We use both “maybe” and “may be” to talk about possibility. The main difference is that they are different parts of speech.
As one word, “maybe” is an adverb – a word that describes a verb, an adjective, another adverb or a sentence. As an adverb, “maybe” has the same meaning as “possibly.”
We use it to talk about a future possible action or happening:
Maybe I’ll go for a swim tomorrow morning.
We also use it to say that something is possibly correct or true:
There are maybe three more people coming.
We can also use it to respond to a request or suggestion:
Do you want to go for a swim tomorrow?
Maybe. I have to check my plans, thanks.
Now let’s talk about “may be” – which is two words. As separate words, “may be” acts as a verb phrase and means “might be” or “could be.”

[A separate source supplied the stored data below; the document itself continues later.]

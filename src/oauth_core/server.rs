//! The authorization server facade: grant selection, token responses and
//! revocation.

use std::sync::Arc;

use chrono::Duration;
use tracing::{debug, info, instrument, warn};

use super::config::ServerConfig;
use super::error::{ConfigError, OAuthError};
use super::events::{AuthorizationEvent, EventEmitter, OAuthEvent};
use super::grant::{Grant, GrantContext, RequestState};
use super::jwt::{JwtSigner, JwtVerifier, read_key_file};
use super::repository::{AccessTokenRepository, ClientRepository, ScopeRepository};
use super::request::{ServerRequest, ServerResponse};
use super::response::{revoke_response, token_response};
use super::types::{GrantType, MacAlgorithm};

const BASIC_CHALLENGE: &str = "Basic realm=\"OAuth\"";

struct EnabledGrant {
    grant: Arc<dyn Grant>,
    access_token_ttl: Duration,
}

pub struct AuthorizationServer {
    ctx: GrantContext,
    signer: JwtSigner,
    grants: Vec<EnabledGrant>,
    debug: bool,
}

impl AuthorizationServer {
    pub fn builder() -> AuthorizationServerBuilder {
        AuthorizationServerBuilder::default()
    }

    pub fn verifier(&self) -> &JwtVerifier {
        &self.ctx.verifier
    }

    pub fn is_debug(&self) -> bool {
        self.debug
    }

    /// Identifiers of enabled grants, in registration order.
    pub fn enabled_grant_types(&self) -> Vec<&'static str> {
        self.grants.iter().map(|g| g.grant.identifier()).collect()
    }

    /// Runs the grant matching `grant_type` and builds the token response.
    #[instrument(skip_all, fields(grant_type = request.param("grant_type").unwrap_or_default()))]
    pub async fn respond_to_access_token_request(
        &self,
        request: &ServerRequest,
    ) -> Result<ServerResponse, OAuthError> {
        debug!(state = %RequestState::Received, "Token request received");
        let result = self.issue(request).await;
        if let Err(err) = &result {
            warn!(error = %err.full_message(), state = %RequestState::Failed, "Token request failed");
        }
        result
    }

    async fn issue(&self, request: &ServerRequest) -> Result<ServerResponse, OAuthError> {
        let enabled = self
            .grants
            .iter()
            .find(|g| g.grant.can_respond_to_access_token_request(request))
            .ok_or(OAuthError::UnsupportedGrantType)?;

        let tokens = enabled
            .grant
            .respond_to_access_token_request(&self.ctx, request, enabled.access_token_ttl)
            .await?;
        let response = token_response(&tokens, &self.signer, &self.ctx.encryption_key)?;

        info!(
            grant_type = enabled.grant.identifier(),
            client_id = %tokens.access_token.client.identifier,
            state = %RequestState::ResponseBuilt,
            "Token request completed"
        );
        self.ctx
            .emitter
            .emit(OAuthEvent::AuthenticationSucceeded(AuthorizationEvent {
                request: request.clone(),
                response: response.clone(),
            }));
        Ok(response)
    }

    /// Revokes the token named in the request through the `revoke` grant.
    #[instrument(skip_all)]
    pub async fn respond_to_revoke_token_request(
        &self,
        request: &ServerRequest,
    ) -> Result<ServerResponse, OAuthError> {
        debug!(state = %RequestState::Received, "Revoke request received");
        let enabled = self
            .grants
            .iter()
            .find(|g| g.grant.identifier() == GrantType::Revoke.as_str())
            .ok_or(OAuthError::UnsupportedGrantType)?;

        match enabled.grant.respond_to_revoke_token_request(&self.ctx, request).await {
            Ok(()) => {
                debug!(state = %RequestState::ResponseBuilt, "Revoke request completed");
                Ok(revoke_response())
            }
            Err(err) => {
                warn!(error = %err.full_message(), state = %RequestState::Failed, "Revoke request failed");
                Err(err)
            }
        }
    }

    /// Serializes an error for `request`, adding the Basic challenge when a
    /// client that sent an `Authorization` header failed authentication.
    pub fn error_response(&self, request: &ServerRequest, err: &OAuthError) -> ServerResponse {
        let response = err.to_response(self.debug);
        if matches!(err, OAuthError::InvalidClient) && request.header("authorization").is_some() {
            return response.with_header("WWW-Authenticate", BASIC_CHALLENGE);
        }
        response
    }

    /// Token endpoint entry point that always produces a response.
    pub async fn handle_token_request(&self, request: &ServerRequest) -> ServerResponse {
        match self.respond_to_access_token_request(request).await {
            Ok(response) => response,
            Err(err) => self.error_response(request, &err),
        }
    }

    /// Revoke endpoint entry point that always produces a response.
    pub async fn handle_revoke_request(&self, request: &ServerRequest) -> ServerResponse {
        match self.respond_to_revoke_token_request(request).await {
            Ok(response) => response,
            Err(err) => self.error_response(request, &err),
        }
    }
}

impl std::fmt::Debug for AuthorizationServer {
    fn fmt(&self, f: &mut std::fmt::Formatter<'_>) -> std::fmt::Result {
        f.debug_struct("AuthorizationServer")
            .field("grants", &self.enabled_grant_types())
            .field("debug", &self.debug)
            .finish()
    }
}

pub struct AuthorizationServerBuilder {
    client_repository: Option<Arc<dyn ClientRepository>>,
    access_token_repository: Option<Arc<dyn AccessTokenRepository>>,
    scope_repository: Option<Arc<dyn ScopeRepository>>,
    signer: Option<JwtSigner>,
    verifier: Option<JwtVerifier>,
    encryption_key: Option<String>,
    emitter: EventEmitter,
    default_scope: String,
    mac_algorithm: MacAlgorithm,
    default_ttl: Duration,
    debug: bool,
    grants: Vec<EnabledGrant>,
}

impl Default for AuthorizationServerBuilder {
    fn default() -> Self {
        Self {
            client_repository: None,
            access_token_repository: None,
            scope_repository: None,
            signer: None,
            verifier: None,
            encryption_key: None,
            emitter: EventEmitter::new(),
            default_scope: String::new(),
            mac_algorithm: MacAlgorithm::default(),
            default_ttl: Duration::seconds(super::config::DEFAULT_ACCESS_TOKEN_TTL as i64),
            debug: false,
            grants: Vec::new(),
        }
    }
}

impl AuthorizationServerBuilder {
    /// Starts from a config, loading the key pair from the configured paths.
    /// Repositories and grants still have to be supplied; wrap them with
    /// [`ServerConfig::cached`] to apply the cache settings.
    pub fn from_config(config: &ServerConfig) -> Result<Self, ConfigError> {
        let mut builder = Self::default()
            .default_scope(config.default_scope.clone())
            .mac_algorithm(config.mac_algorithm)
            .access_token_ttl(config.access_token_ttl()?)
            .debug(config.debug);
        if let Some(path) = &config.private_key_path {
            builder = builder.private_key_pem(&read_key_file(path)?)?;
        }
        if let Some(path) = &config.public_key_path {
            builder = builder.public_key_pem(&read_key_file(path)?)?;
        }
        if let Some(key) = &config.encryption_key {
            builder = builder.encryption_key(key.clone());
        }
        Ok(builder)
    }

    pub fn client_repository(mut self, repository: Arc<dyn ClientRepository>) -> Self {
        self.client_repository = Some(repository);
        self
    }

    pub fn access_token_repository(mut self, repository: Arc<dyn AccessTokenRepository>) -> Self {
        self.access_token_repository = Some(repository);
        self
    }

    pub fn scope_repository(mut self, repository: Arc<dyn ScopeRepository>) -> Self {
        self.scope_repository = Some(repository);
        self
    }

    pub fn signer(mut self, signer: JwtSigner) -> Self {
        self.signer = Some(signer);
        self
    }

    pub fn private_key_pem(self, pem: &[u8]) -> Result<Self, ConfigError> {
        Ok(self.signer(JwtSigner::from_rsa_pem(pem)?))
    }

    pub fn verifier(mut self, verifier: JwtVerifier) -> Self {
        self.verifier = Some(verifier);
        self
    }

    pub fn public_key_pem(self, pem: &[u8]) -> Result<Self, ConfigError> {
        Ok(self.verifier(JwtVerifier::from_rsa_pem(pem)?))
    }

    pub fn encryption_key(mut self, key: impl Into<String>) -> Self {
        self.encryption_key = Some(key.into());
        self
    }

    pub fn event_emitter(mut self, emitter: EventEmitter) -> Self {
        self.emitter = emitter;
        self
    }

    pub fn default_scope(mut self, scope: impl Into<String>) -> Self {
        self.default_scope = scope.into();
        self
    }

    pub fn mac_algorithm(mut self, algorithm: MacAlgorithm) -> Self {
        self.mac_algorithm = algorithm;
        self
    }

    /// Lifetime for grants enabled without an explicit TTL.
    pub fn access_token_ttl(mut self, ttl: Duration) -> Self {
        self.default_ttl = ttl;
        self
    }

    pub fn debug(mut self, debug: bool) -> Self {
        self.debug = debug;
        self
    }

    /// Enables a grant. A grant with the same identifier is replaced.
    pub fn enable_grant_type(mut self, grant: impl Grant, access_token_ttl: Option<Duration>) -> Self {
        self.grants.retain(|g| g.grant.identifier() != grant.identifier());
        self.grants.push(EnabledGrant {
            grant: Arc::new(grant),
            access_token_ttl: access_token_ttl.unwrap_or(self.default_ttl),
        });
        self
    }

    pub fn build(self) -> Result<AuthorizationServer, ConfigError> {
        if self.grants.is_empty() {
            return Err(ConfigError::NoGrantTypes);
        }
        let client_repository = self
            .client_repository
            .ok_or(ConfigError::MissingRepository("client_repository"))?;
        let access_token_repository = self
            .access_token_repository
            .ok_or(ConfigError::MissingRepository("access_token_repository"))?;
        let scope_repository = self
            .scope_repository
            .ok_or(ConfigError::MissingRepository("scope_repository"))?;
        let signer = self
            .signer
            .ok_or_else(|| ConfigError::InvalidKey("no private key configured".into()))?;
        let verifier = self
            .verifier
            .ok_or_else(|| ConfigError::InvalidKey("no public key configured".into()))?;
        verifier.check_pair(&signer)?;
        let encryption_key = self
            .encryption_key
            .filter(|k| !k.is_empty())
            .ok_or(ConfigError::MissingEncryptionKey)?;

        let server = AuthorizationServer {
            ctx: GrantContext {
                client_repository,
                access_token_repository,
                scope_repository,
                verifier,
                encryption_key,
                emitter: self.emitter,
                default_scope: self.default_scope,
                mac_algorithm: self.mac_algorithm,
            },
            signer,
            grants: self.grants,
            debug: self.debug,
        };
        info!(grants = ?server.enabled_grant_types(), debug = server.debug, "Authorization server ready");
        Ok(server)
    }
}
//! Cryptographic helpers: identifiers, MAC signatures, secret hashing and
//! refresh payload encryption.

use std::fmt::Write as _;

use base64::Engine;
use base64::engine::general_purpose::STANDARD;
use oauth2_lib::ende::aes;
use ring::{digest, hmac};
use subtle::ConstantTimeEq;

use super::types::MacAlgorithm;

/// Length of generated token identifiers.
pub const IDENTIFIER_LENGTH: usize = 40;

/// Length of generated MAC keys.
pub const MAC_KEY_LENGTH: usize = 32;

/// A fresh opaque token identifier (40 alphanumerics, ~238 bits).
pub fn generate_identifier() -> String {
    oauth2_lib::random_alphanumeric_string(IDENTIFIER_LENGTH)
}

pub fn generate_mac_key() -> String {
    oauth2_lib::random_alphanumeric_string(MAC_KEY_LENGTH)
}

fn to_hex(bytes: &[u8]) -> String {
    let mut out = String::with_capacity(bytes.len() * 2);
    for b in bytes {
        let _ = write!(out, "{:02x}", b);
    }
    out
}

/// Computes the MAC value sent in the `mac` header param: base64 of the
/// lowercase hex HMAC digest of `canonical`.
pub fn mac_signature(algorithm: MacAlgorithm, canonical: &str, key: &str) -> String {
    let alg = match algorithm {
        MacAlgorithm::HmacSha1 => hmac::HMAC_SHA1_FOR_LEGACY_USE_ONLY,
        MacAlgorithm::HmacSha256 => hmac::HMAC_SHA256,
    };
    let key = hmac::Key::new(alg, key.as_bytes());
    let tag = hmac::sign(&key, canonical.as_bytes());
    STANDARD.encode(to_hex(tag.as_ref()))
}

/// Recomputes the MAC and compares it with `supplied` in constant time.
pub fn verify_mac_signature(
    algorithm: MacAlgorithm,
    canonical: &str,
    key: &str,
    supplied: &str,
) -> bool {
    let expected = mac_signature(algorithm, canonical, key);
    constant_time_eq(expected.as_bytes(), supplied.as_bytes())
}

pub fn constant_time_eq(a: &[u8], b: &[u8]) -> bool {
    a.ct_eq(b).into()
}

/// SHA-256 hex digest used to store client secrets.
pub fn hash_secret(secret: &str) -> String {
    to_hex(digest::digest(&digest::SHA256, secret.as_bytes()).as_ref())
}

pub fn verify_secret(secret: &str, stored_hash: &str) -> bool {
    constant_time_eq(hash_secret(secret).as_bytes(), stored_hash.as_bytes())
}

/// Encrypts an opaque payload with the server's encryption key.
pub fn encrypt_payload(plaintext: &str, encryption_key: &str) -> Result<String, String> {
    aes::encrypt(plaintext, encryption_key)
}

/// Reverses `encrypt_payload`. Fails on tampered or foreign input.
pub fn decrypt_payload(ciphertext: &str, encryption_key: &str) -> Result<String, String> {
    aes::decrypt(ciphertext, encryption_key)
}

For this usage, the word “may” is a modal verb. And “be” can act as either a main verb or part of a continuous verb tense.
Here it is with “be” as the main verb:
There may be another chance to take the exam.
“May be” is also sometimes used to make a polite suggestion, as in the next example. The verb “be” here acts as the main verb:
It may be a good idea to start saving money.
Next is an example with “be” as part of the present continuous (or be + -ing) verb tense:
We may be coming to your place later today.
And that’s Ask a Teacher.
I’m Alice Bryant.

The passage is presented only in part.